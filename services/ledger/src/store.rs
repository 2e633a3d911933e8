//! Balance store interface and the in-memory implementation
//!
//! The ledger never assumes anything about how balances are persisted; it
//! only needs point lookups, a per-customer listing and a batch write that
//! lands completely or not at all.

use parking_lot::RwLock;
use std::collections::{BTreeMap, HashMap};
use types::balance::Balance;
use types::errors::StoreError;
use types::ids::{AssetName, BalanceKey, CustomerId};

/// Storage collaborator for balance records
pub trait BalanceStore: Send + Sync {
    /// Point lookup by (customer, asset)
    fn get(&self, key: &BalanceKey) -> Result<Option<Balance>, StoreError>;

    /// All balances of one customer, ordered by asset name
    fn list_by_customer(&self, customer_id: &CustomerId) -> Result<Vec<Balance>, StoreError>;

    /// Insert or replace every record in `balances`, or none of them.
    fn upsert_all(&self, balances: &[Balance]) -> Result<(), StoreError>;

    /// Delete a record. Only used to undo a record created by a transaction
    /// that is being rolled back.
    fn remove(&self, key: &BalanceKey) -> Result<(), StoreError>;

    fn upsert(&self, balance: &Balance) -> Result<(), StoreError> {
        self.upsert_all(std::slice::from_ref(balance))
    }
}

/// Thread-safe in-memory balance store
///
/// A batch is applied under one write lock, so readers never observe half of it.
#[derive(Debug, Default)]
pub struct InMemoryBalanceStore {
    balances: RwLock<HashMap<CustomerId, BTreeMap<AssetName, Balance>>>,
}

impl InMemoryBalanceStore {
    pub fn new() -> Self {
        Self::default()
    }

    /// Store pre-populated with `balances`
    pub fn with_balances(balances: impl IntoIterator<Item = Balance>) -> Self {
        let store = Self::new();
        {
            let mut map = store.balances.write();
            for balance in balances {
                map.entry(balance.customer_id.clone())
                    .or_default()
                    .insert(balance.asset.clone(), balance);
            }
        }
        store
    }

    /// Every record in the store, ordered by (customer, asset)
    pub fn snapshot(&self) -> Vec<Balance> {
        let map = self.balances.read();
        let mut all: Vec<Balance> = map.values().flat_map(|assets| assets.values().cloned()).collect();
        all.sort_by(|a, b| a.key().cmp(&b.key()));
        all
    }
}

impl BalanceStore for InMemoryBalanceStore {
    fn get(&self, key: &BalanceKey) -> Result<Option<Balance>, StoreError> {
        Ok(self
            .balances
            .read()
            .get(&key.customer_id)
            .and_then(|assets| assets.get(&key.asset))
            .cloned())
    }

    fn list_by_customer(&self, customer_id: &CustomerId) -> Result<Vec<Balance>, StoreError> {
        Ok(self
            .balances
            .read()
            .get(customer_id)
            .map(|assets| assets.values().cloned().collect())
            .unwrap_or_default())
    }

    fn upsert_all(&self, balances: &[Balance]) -> Result<(), StoreError> {
        let mut map = self.balances.write();
        for balance in balances {
            map.entry(balance.customer_id.clone())
                .or_default()
                .insert(balance.asset.clone(), balance.clone());
        }
        Ok(())
    }

    fn remove(&self, key: &BalanceKey) -> Result<(), StoreError> {
        let mut map = self.balances.write();
        if let Some(assets) = map.get_mut(&key.customer_id) {
            assets.remove(&key.asset);
            if assets.is_empty() {
                map.remove(&key.customer_id);
            }
        }
        Ok(())
    }
}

====

Repeat the records exactly, including every line.

filename services/ledger/src/store.rs
repository 2e633a3d911933e8
//! Balance store interface and the in-memory implementation
//!
//! The ledger never assumes anything about how balances are persisted; it
//! only needs point lookups, a per-customer listing and a batch write that
//! lands completely or not at all.

use parking_lot::RwLock;
use std::collections::{BTreeMap, HashMap};
use types::balance::Balance;
use types::errors::StoreError;
use types::ids::{AssetName, BalanceKey, CustomerId};

/// Storage collaborator for balance records
pub trait BalanceStore: Send + Sync {
    /// Point lookup by (customer, asset)
    fn get(&self, key: &BalanceKey) -> Result<Option<Balance>, StoreError>;

    /// All balances of one customer, ordered by asset name
    fn list_by_customer(&self, customer_id: &CustomerId) -> Result<Vec<Balance>, StoreError>;

    /// Insert or replace every record in `balances`, or none of them.
    fn upsert_all(&self, balances: &[Balance]) -> Result<(), StoreError>;

    /// Delete a record. Only used to undo a record created by a transaction
    /// that is being rolled back.
    fn remove(&self, key: &BalanceKey) -> Result<(), StoreError>;

    fn upsert(&self, balance: &Balance) -> Result<(), StoreError> {
        self.upsert_all(std::slice::from_ref(balance))
    }
}

/// Thread-safe in-memory balance store
///
/// A batch is applied under one write lock, so readers never observe half of it.
#[derive(Debug, Default)]
pub struct InMemoryBalanceStore {
    balances: RwLock<HashMap<CustomerId, BTreeMap<AssetName, Balance>>>,
}

impl InMemoryBalanceStore {
    pub fn new() -> Self {
        Self::default()
    }

    /// Store pre-populated with `balances`
    pub fn with_balances(balances: impl IntoIterator<Item = Balance>) -> Self {
        let store = Self::new();
        {
            let mut map = store.balances.write();
            for balance in balances {
                map.entry(balance.customer_id.clone())
                    .or_default()
                    .insert(balance.asset.clone(), balance);
            }
        }
        store
    }

    /// Every record in the store, ordered by (customer, asset)
    pub fn snapshot(&self) -> Vec<Balance> {
        let map = self.balances.read();
        let mut all: Vec<Balance> = map.values().flat_map(|assets| assets.values().cloned()).collect();
        all.sort_by(|a, b| a.key().cmp(&b.key()));
        all
    }
}

impl BalanceStore for InMemoryBalanceStore {
    fn get(&self, key: &BalanceKey) -> Result<Option<Balance>, StoreError> {
        Ok(self
            .balances
            .read()
            .get(&key.customer_id)
            .and_then(|assets| assets.get(&key.asset))
            .cloned())
    }

    fn list_by_customer(&self, customer_id: &CustomerId) -> Result<Vec<Balance>, StoreError> {
        Ok(self
            .balances
            .read()
            .get(customer_id)
            .map(|assets| assets.values().cloned().collect())
            .unwrap_or_default())
    }

    fn upsert_all(&self, balances: &[Balance]) -> Result<(), StoreError> {
        let mut map = self.balances.write();
        for balance in balances {
            map.entry(balance.customer_id.clone())
                .or_default()
                .insert(balance.asset.clone(), balance.clone());
        }
        Ok(())
    }

    fn remove(&self, key: &BalanceKey) -> Result<(), StoreError> {
        let mut map = self.balances.write();
        if let Some(assets) = map.get_mut(&key.customer_id) {
            assets.remove(&key.asset);
            if assets.is_empty() {
                map.remove(&key.customer_id);
            }
        }
        Ok(())
    }
}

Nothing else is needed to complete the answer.